難聴を遺伝子編集によって治療できる可能性が高まる
In vivo base editing restores sensory transduction and transiently improves auditory function in a mouse model of recessive deafness というScience Translational Medicineに掲載された論文より。
TMC1(=内有毛細胞の機械的シグナル伝達に不可欠な遺伝子)に変異がある遺伝性難聴のモデルマウスに対し、シトシン塩基編集剤(cytosine base editor)をアデノ随伴ウイルスを用いて内耳に注入することで、マウスの聴覚を部分的に回復させることに成功しました。
今回の回復レベルをヒトに当てはめると、話し言葉を理解するのには十分ではないかもしれませんが、全く聞こえない人がアラーム・電話の呼び出し音・緊急車両のサイレンを聞き取れるレベルまでの改善を意味するかもしれません。
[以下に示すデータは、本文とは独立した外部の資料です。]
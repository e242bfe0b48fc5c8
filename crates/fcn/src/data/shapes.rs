//! # Synthetic Shapes Dataset
//!
//! Randomly placed, randomly colored rectangles, ellipses and triangles
//! over a noisy background. Every item is a pure function of the dataset
//! seed and its index, so the dataset needs no storage.

use crate::data::item::SegmentationItem;
use burn::config::Config;
use burn::data::dataset::Dataset;
use rand::rngs::StdRng;
use rand::{Rng, SeedableRng};

/// Class names, by label.
pub const SHAPE_CLASSES: [&str; 4] = ["background", "rectangle", "ellipse", "triangle"];

/// [`ShapesDataset`] Config.
#[derive(Config, Debug)]
pub struct ShapesDatasetConfig {
    /// Number of items.
    pub len: usize,

    /// Image height.
    #[config(default = 64)]
    pub height: usize,

    /// Image width.
    #[config(default = 64)]
    pub width: usize,

    /// Maximum shapes per image; at least one is drawn.
    #[config(default = 3)]
    pub max_shapes: usize,

    /// Dataset seed.
    #[config(default = 0)]
    pub seed: u64,
}

impl ShapesDatasetConfig {
    /// Check if the config is valid.
    pub fn try_validate(&self) -> Result<(), String> {
        if self.height < 8 || self.width < 8 {
            return Err(format!(
                "shapes images must be at least 8x8: [{}, {}]",
                self.height, self.width
            ));
        }
        if self.max_shapes == 0 {
            return Err("max_shapes must be > 0".to_string());
        }
        Ok(())
    }

    /// Initialize a [`ShapesDataset`].
    pub fn init(&self) -> ShapesDataset {
        if let Err(err) = self.try_validate() {
            panic!("{}", err);
        }
        ShapesDataset {
            config: self.clone(),
        }
    }
}

/// Deterministic synthetic shapes segmentation dataset.
#[derive(Debug, Clone)]
pub struct ShapesDataset {
    config: ShapesDatasetConfig,
}

impl ShapesDataset {
    /// The dataset config.
    pub fn config(&self) -> &ShapesDatasetConfig {
        &self.config
    }

    /// Number of classes, background included.
    pub fn num_classes(&self) -> usize {
        SHAPE_CLASSES.len()
    }

    fn item_rng(
        &self,
        index: usize,
    ) -> StdRng {
        // splitmix-style mixing keeps neighboring indices uncorrelated.
        let mut z = self
            .config
            .seed
            .wrapping_add((index as u64).wrapping_mul(0x9E37_79B9_7F4A_7C15));
        z = (z ^ (z >> 30)).wrapping_mul(0xBF58_476D_1CE4_E5B9);
        z = (z ^ (z >> 27)).wrapping_mul(0x94D0_49BB_1331_11EB);
        StdRng::seed_from_u64(z ^ (z >> 31))
    }

    /// Render item `index`.
    pub fn render(
        &self,
        index: usize,
    ) -> SegmentationItem {
        let ShapesDatasetConfig {
            height,
            width,
            max_shapes,
            ..
        } = self.config;
        let mut rng = self.item_rng(index);
        let mut item = SegmentationItem::blank(height, width);

        let base: [f32; 3] = [0, 1, 2].map(|_| rng.random_range(0.0..0.35));
        for y in 0..height {
            for x in 0..width {
                let rgb = base.map(|v| (v + rng.random_range(-0.05..0.05)).clamp(0.0, 1.0));
                item.set_rgb(y, x, rgb);
            }
        }

        let num_shapes = rng.random_range(1..=max_shapes);
        for _ in 0..num_shapes {
            let shape = Shape::sample(&mut rng, height, width);
            let color: [f32; 3] = [0, 1, 2].map(|_| rng.random_range(0.45..1.0));

            let [y0, x0, y1, x1] = shape.bounds(height, width);
            for y in y0..y1 {
                for x in x0..x1 {
                    if shape.contains(y as f32 + 0.5, x as f32 + 0.5) {
                        item.set_rgb(y, x, color);
                        item.mask[y * width + x] = shape.label();
                    }
                }
            }
        }

        item
    }
}

impl Dataset<SegmentationItem> for ShapesDataset {
    fn get(
        &self,
        index: usize,
    ) -> Option<SegmentationItem> {
        (index < self.config.len).then(|| self.render(index))
    }

    fn len(&self) -> usize {
        self.config.len
    }
}

#[derive(Debug, Clone, Copy)]
enum Shape {
    Rectangle {
        center: [f32; 2],
        half: [f32; 2],
    },
    Ellipse {
        center: [f32; 2],
        radii: [f32; 2],
    },
    Triangle {
        points: [[f32; 2]; 3],
    },
}

impl Shape {
    fn sample(
        rng: &mut StdRng,
        height: usize,
        width: usize,
    ) -> Self {
        let (h, w) = (height as f32, width as f32);
        let center = [rng.random_range(0.2..0.8) * h, rng.random_range(0.2..0.8) * w];
        let extent = [
            rng.random_range(0.1..0.3) * h,
            rng.random_range(0.1..0.3) * w,
        ];

        match rng.random_range(1..SHAPE_CLASSES.len()) {
            1 => Shape::Rectangle {
                center,
                half: extent,
            },
            2 => Shape::Ellipse {
                center,
                radii: extent,
            },
            _ => {
                let [cy, cx] = center;
                let [ey, ex] = extent;
                Shape::Triangle {
                    points: [
                        [cy - ey, cx + rng.random_range(-ex..ex)],
                        [cy + ey, cx - ex],
                        [cy + ey, cx + ex],
                    ],
                }
            }
        }
    }

    fn label(&self) -> usize {
        match self {
            Shape::Rectangle { .. } => 1,
            Shape::Ellipse { .. } => 2,
            Shape::Triangle { .. } => 3,
        }
    }

    /// Clipped ``[y0, x0, y1, x1)`` pixel bounds.
    fn bounds(
        &self,
        height: usize,
        width: usize,
    ) -> [usize; 4] {
        let (lo, hi) = match self {
            Shape::Rectangle { center, half: ext } | Shape::Ellipse { center, radii: ext } => (
                [center[0] - ext[0], center[1] - ext[1]],
                [center[0] + ext[0], center[1] + ext[1]],
            ),
            Shape::Triangle { points } => points.iter().fold(
                ([f32::MAX; 2], [f32::MIN; 2]),
                |(lo, hi), p| {
                    (
                        [lo[0].min(p[0]), lo[1].min(p[1])],
                        [hi[0].max(p[0]), hi[1].max(p[1])],
                    )
                },
            ),
        };
        let clip = |v: f32, max: usize| (v.max(0.0) as usize).min(max);
        [
            clip(lo[0].floor(), height),
            clip(lo[1].floor(), width),
            clip(hi[0].ceil(), height),
            clip(hi[1].ceil(), width),
        ]
    }

    fn contains(
        &self,
        y: f32,
        x: f32,
    ) -> bool {
        match self {
            Shape::Rectangle { center, half } => {
                (y - center[0]).abs() <= half[0] && (x - center[1]).abs() <= half[1]
            }
            Shape::Ellipse { center, radii } => {
                let dy = (y - center[0]) / radii[0];
                let dx = (x - center[1]) / radii[1];
                dy * dy + dx * dx <= 1.0
            }
            Shape::Triangle { points: [a, b, c] } => {
                let edge = |p: &[f32; 2], q: &[f32; 2]| {
                    (q[1] - p[1]) * (y - p[0]) - (q[0] - p[0]) * (x - p[1])
                };
                let (d1, d2, d3) = (edge(a, b), edge(b, c), edge(c, a));
                let has_neg = d1 < 0.0 || d2 < 0.0 || d3 < 0.0;
                let has_pos = d1 > 0.0 || d2 > 0.0 || d3 > 0.0;
                !(has_neg && has_pos)
            }
        }
    }
}
//! # `AlexNet`
//!
//! The `AlexNet` feature stack as an FCN backbone; FCN-AlexNet replaces the
//! ``fc6`` / ``fc7`` classifier with 6x6 and 1x1 convolutions.

pub mod alexnet_model;
pub mod pytorch;

pub use alexnet_model::*;
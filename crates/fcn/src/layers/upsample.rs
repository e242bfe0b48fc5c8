//! # `Upsample2d` - score map upsampling.
//!
//! FCN heads upsample coarse class score maps back to input resolution,
//! either through a transposed convolution initialized to bilinear
//! interpolation ("deconvolution"), or through fixed bilinear interpolation.
//!
//! A deconvolution with kernel ``2*factor``, stride ``factor`` and padding
//! ``factor/2`` maps an ``[h, w]`` map to exactly ``[h*factor, w*factor]``
//! for even factors.

use crate::layers::align::resample_spatial;
use bimm_contracts::{ShapeContract, shape_contract};
use burn::config::Config;
use burn::module::{Module, Param};
use burn::nn::conv::{ConvTranspose2d, ConvTranspose2dConfig};
use burn::prelude::{Backend, Tensor};
use burn::tensor::TensorData;

/// How [`Upsample2d`] scales score maps.
#[derive(Config, Debug, PartialEq, Eq)]
pub enum UpsampleMode {
    /// Learnable transposed convolution, bilinear initialized.
    Deconv,

    /// Transposed convolution fixed to the bilinear kernel.
    FrozenDeconv,

    /// Parameter-free bilinear interpolation.
    Bilinear,
}

/// Build the per-channel bilinear upsampling kernel.
///
/// The kernel is diagonal in channels: channel ``i`` only feeds channel ``i``.
///
/// # Arguments
///
/// - `channels`: the number of channels.
/// - `kernel_size`: the square kernel size.
///
/// # Returns
///
/// A ``[channels, channels, kernel_size, kernel_size]`` weight tensor.
pub fn bilinear_kernel<B: Backend>(
    channels: usize,
    kernel_size: usize,
    device: &B::Device,
) -> Tensor<B, 4> {
    let filter = bilinear_filter(kernel_size);
    let plane = kernel_size * kernel_size;

    let mut data = vec![0.0f32; channels * channels * plane];
    for c in 0..channels {
        let start = (c * channels + c) * plane;
        data[start..start + plane].copy_from_slice(&filter);
    }

    Tensor::from_data(
        TensorData::new(data, [channels, channels, kernel_size, kernel_size]),
        device,
    )
}

/// The 2D bilinear filter for a square kernel, row-major.
pub fn bilinear_filter(kernel_size: usize) -> Vec<f32> {
    assert!(kernel_size > 0, "kernel_size must be > 0");
    let factor = kernel_size.div_ceil(2) as f32;
    let center = if kernel_size % 2 == 1 {
        factor - 1.0
    } else {
        factor - 0.5
    };

    let taps: Vec<f32> = (0..kernel_size)
        .map(|i| 1.0 - (i as f32 - center).abs() / factor)
        .collect();

    taps.iter()
        .flat_map(|row| taps.iter().map(move |col| row * col))
        .collect()
}

/// [`Upsample2d`] Meta.
pub trait Upsample2dMeta {
    /// Number of channels (in and out).
    fn channels(&self) -> usize;

    /// Integer scale factor.
    fn factor(&self) -> usize;

    /// Get the output resolution for a given input resolution.
    fn output_resolution(
        &self,
        input_resolution: [usize; 2],
    ) -> [usize; 2] {
        let [height, width] = input_resolution;
        [height * self.factor(), width * self.factor()]
    }
}

/// [`Upsample2d`] Config.
#[derive(Config, Debug)]
pub struct Upsample2dConfig {
    /// Number of channels.
    pub channels: usize,

    /// Integer scale factor; `1` or even.
    pub factor: usize,

    /// The upsample mode.
    #[config(default = "UpsampleMode::Deconv")]
    pub mode: UpsampleMode,
}

impl Upsample2dMeta for Upsample2dConfig {
    fn channels(&self) -> usize {
        self.channels
    }

    fn factor(&self) -> usize {
        self.factor
    }
}

impl Upsample2dConfig {
    /// Check if the config is valid.
    pub fn try_validate(&self) -> Result<(), String> {
        if self.channels == 0 {
            return Err("channels must be > 0".to_string());
        }
        if self.factor == 0 || (self.factor != 1 && self.factor % 2 != 0) {
            return Err(format!("factor must be 1 or even: {}", self.factor));
        }
        Ok(())
    }

    /// Panic if `try_validate` returns an error.
    pub fn expect_valid(&self) {
        if let Err(err) = self.try_validate() {
            panic!("{}", err);
        }
    }

    /// Initialize an [`Upsample2d`].
    pub fn init<B: Backend>(
        &self,
        device: &B::Device,
    ) -> Upsample2d<B> {
        self.expect_valid();

        let deconv = match self.mode {
            _ if self.factor == 1 => None,
            UpsampleMode::Bilinear => None,
            UpsampleMode::Deconv | UpsampleMode::FrozenDeconv => {
                let kernel_size = 2 * self.factor;
                let mut deconv: ConvTranspose2d<B> =
                    ConvTranspose2dConfig::new([self.channels, self.channels], [kernel_size; 2])
                        .with_stride([self.factor; 2])
                        .with_padding([self.factor / 2; 2])
                        .with_bias(false)
                        .init(device);

                deconv.weight =
                    Param::from_tensor(bilinear_kernel(self.channels, kernel_size, device));

                if self.mode == UpsampleMode::FrozenDeconv {
                    deconv = deconv.no_grad();
                }
                Some(deconv)
            }
        };

        Upsample2d {
            channels: self.channels,
            factor: self.factor,
            frozen: self.mode == UpsampleMode::FrozenDeconv,
            deconv,
        }
    }
}

/// Score map upsampling layer.
///
/// Either a bilinear-initialized transposed convolution,
/// or fixed bilinear interpolation when `deconv` is `None`.
#[derive(Module, Debug)]
pub struct Upsample2d<B: Backend> {
    /// Number of channels.
    pub channels: usize,

    /// Integer scale factor.
    pub factor: usize,

    /// Was the transposed convolution frozen at init?
    pub frozen: bool,

    /// Optional transposed convolution.
    pub deconv: Option<ConvTranspose2d<B>>,
}

impl<B: Backend> Upsample2dMeta for Upsample2d<B> {
    fn channels(&self) -> usize {
        self.channels
    }

    fn factor(&self) -> usize {
        self.factor
    }
}

impl<B: Backend> Upsample2d<B> {
    /// The mode this layer was built with; `None` for the identity.
    pub fn mode(&self) -> Option<UpsampleMode> {
        match &self.deconv {
            _ if self.factor == 1 => None,
            None => Some(UpsampleMode::Bilinear),
            Some(_) if self.frozen => Some(UpsampleMode::FrozenDeconv),
            Some(_) => Some(UpsampleMode::Deconv),
        }
    }

    /// Forward Pass.
    ///
    /// # Arguments
    ///
    /// - `input`: ``[batch, channels, height, width]``.
    ///
    /// # Returns
    ///
    /// ``[batch, channels, height*factor, width*factor]``
    pub fn forward(
        &self,
        input: Tensor<B, 4>,
    ) -> Tensor<B, 4> {
        static INPUT_CONTRACT: ShapeContract = shape_contract![
            "batch",
            "channels",
            "height",
            "width",
        ];
        let [height, width] = INPUT_CONTRACT.unpack_shape(
            &input,
            &["height", "width"],
            &[("channels", self.channels)],
        );
        let target = self.output_resolution([height, width]);
        self.forward_to(input, target)
    }

    /// Upsample and fit to an exact resolution.
    ///
    /// The upsampled map is cropped (top-left anchored) to ``size``; any
    /// shortfall, as left by backbones with inexact strides, is closed by
    /// bilinear resizing rather than zero padding. Bilinear mode resamples
    /// directly to ``size``.
    ///
    /// # Arguments
    ///
    /// - `input`: ``[batch, channels, height, width]``.
    /// - `size`: ``[out_height, out_width]``.
    ///
    /// # Returns
    ///
    /// ``[batch, channels, out_height, out_width]``
    pub fn forward_to(
        &self,
        input: Tensor<B, 4>,
        size: [usize; 2],
    ) -> Tensor<B, 4> {
        match &self.deconv {
            Some(deconv) => resample_spatial(deconv.forward(input), size),
            None => resample_spatial(input, size),
        }
    }
}

#[cfg(test)]
mod tests {
    use super::*;
    use bimm_contracts::{ShapeContract, shape_contract};
    use burn::backend::{Autodiff, NdArray};
    use burn::tensor::Distribution;
    use hamcrest::prelude::*;

    type B = NdArray<f32>;

    #[test]
    fn test_bilinear_filter() {
        // factor 2 -> kernel 4: taps [0.25, 0.75, 0.75, 0.25].
        let filter = bilinear_filter(4);
        assert_eq!(filter.len(), 16);
        assert_that!(filter[0] as f64, close_to(0.0625, 1e-6));
        assert_that!(filter[5] as f64, close_to(0.5625, 1e-6));
        assert_that!(filter[1] as f64, close_to(0.1875, 1e-6));

        // odd kernels peak at 1.0 in the center.
        let filter = bilinear_filter(3);
        assert_that!(filter[4] as f64, close_to(1.0, 1e-6));
    }

    #[test]
    fn test_bilinear_kernel_is_channel_diagonal() {
        let device = Default::default();
        let kernel: Tensor<B, 4> = bilinear_kernel(3, 4, &device);
        assert_eq!(kernel.dims(), [3, 3, 4, 4]);

        let off_diagonal = kernel.clone().slice([0..1, 1..2, 0..4, 0..4]).abs().sum();
        assert_eq!(off_diagonal.into_scalar(), 0.0);

        let diagonal = kernel.slice([2..3, 2..3, 0..4, 0..4]).sum().into_scalar();
        // sum of taps = (0.25 + 0.75 + 0.75 + 0.25)^2
        assert_that!(diagonal as f64, close_to(4.0, 1e-5));
    }

    #[test]
    fn test_config_validation() {
        assert!(Upsample2dConfig::new(4, 1).try_validate().is_ok());
        assert!(Upsample2dConfig::new(4, 8).try_validate().is_ok());
        assert!(Upsample2dConfig::new(4, 3).try_validate().is_err());
        assert!(Upsample2dConfig::new(4, 0).try_validate().is_err());
        assert!(Upsample2dConfig::new(0, 2).try_validate().is_err());
    }

    #[test]
    fn test_deconv_upsample_shape() {
        let device = Default::default();
        for factor in [2, 8, 32] {
            let layer: Upsample2d<B> = Upsample2dConfig::new(5, factor).init(&device);
            assert!(layer.deconv.is_some());
            assert_eq!(layer.output_resolution([3, 2]), [3 * factor, 2 * factor]);

            let input = Tensor::random([2, 5, 3, 2], Distribution::Default, &device);
            let output = layer.forward(input);
            static OUTPUT_CONTRACT: ShapeContract = shape_contract![
                "batch",
                "channels",
                "height",
                "width",
            ];
            OUTPUT_CONTRACT.assert_shape(
                &output,
                &[
                    ("batch", 2),
                    ("channels", 5),
                    ("height", 3 * factor),
                    ("width", 2 * factor)
                ],
            );
        }
    }

    #[test]
    fn test_deconv_preserves_constant_interior() {
        // Bilinear interpolation of a constant map is constant away from the border.
        let device = Default::default();
        let layer: Upsample2d<B> = Upsample2dConfig::new(2, 2).init(&device);

        let input = Tensor::ones([1, 2, 4, 4], &device) * 3.0;
        let output = layer.forward(input);
        let interior = output.slice([0..1, 0..2, 1..7, 1..7]);

        let max_err = (interior - 3.0).abs().max().into_scalar();
        assert!(max_err < 1e-5, "max_err: {max_err}");
    }

    #[test]
    fn test_forward_to_fits_odd_sizes() {
        let device = Default::default();
        let layer: Upsample2d<B> = Upsample2dConfig::new(3, 2).init(&device);

        let input = Tensor::random([1, 3, 4, 4], Distribution::Default, &device);
        assert_eq!(layer.forward_to(input.clone(), [7, 9]).dims(), [1, 3, 7, 9]);

        let bilinear: Upsample2d<B> = Upsample2dConfig::new(3, 2)
            .with_mode(UpsampleMode::Bilinear)
            .init(&device);
        assert!(bilinear.deconv.is_none());
        assert_eq!(bilinear.mode(), Some(UpsampleMode::Bilinear));
        assert_eq!(bilinear.forward_to(input, [7, 9]).dims(), [1, 3, 7, 9]);
    }

    #[test]
    fn test_forward_to_shortfall_has_no_zero_border() {
        let device = Default::default();
        let layer: Upsample2d<B> = Upsample2dConfig::new(2, 2).init(&device);

        // 4 * 2 = 8 rows, one short of the target.
        let input = Tensor::ones([1, 2, 4, 4], &device);
        let output = layer.forward_to(input, [9, 8]);
        assert_eq!(output.dims(), [1, 2, 9, 8]);

        let last_row = output.slice([0..1, 0..2, 8..9, 0..8]).abs().min().into_scalar();
        assert!(last_row > 0.0, "last row: {last_row}");
    }

    #[test]
    fn test_identity_factor() {
        let device = Default::default();
        let layer: Upsample2d<B> = Upsample2dConfig::new(3, 1).init(&device);
        assert!(layer.deconv.is_none());
        assert_eq!(layer.mode(), None);

        let input = Tensor::random([1, 3, 4, 5], Distribution::Default, &device);
        layer
            .forward(input.clone())
            .to_data()
            .assert_eq(&input.to_data(), true);
    }

    #[test]
    fn test_frozen_deconv_has_no_grad() {
        type A = Autodiff<NdArray<f32>>;
        let device = Default::default();

        let frozen: Upsample2d<A> = Upsample2dConfig::new(2, 2)
            .with_mode(UpsampleMode::FrozenDeconv)
            .init(&device);
        assert!(!frozen.deconv.as_ref().unwrap().weight.is_require_grad());
        assert_eq!(frozen.mode(), Some(UpsampleMode::FrozenDeconv));

        let learnable: Upsample2d<A> = Upsample2dConfig::new(2, 2).init(&device);
        assert!(learnable.deconv.as_ref().unwrap().weight.is_require_grad());
        assert_eq!(learnable.mode(), Some(UpsampleMode::Deconv));
    }
}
しかし、あくまでもマウスモデルの改善であり、ヒトのTMC1では同じような変異がまだ特定されておらず、さらなる研究が必要となります。
【龍成メモ】
遺伝子治療(Gene Therapy)は非常に注目されている医療技術で、ビジネス誌でも詳しい記事(Gene therapies must become miracles of medicine)が書かれるほどです。
先日のnoteにも書きましたが、遺伝子治療に対する大きな期待と同時に、その費用の高額さに対する懸念も存在します。血友病に対する治療薬Hemgenixは、なんと5億円近くもします。
世界経済フォーラムも "Gene therapy: Why we need to accelerate global access to the world’s most expensive drugs" という記事を掲載しています。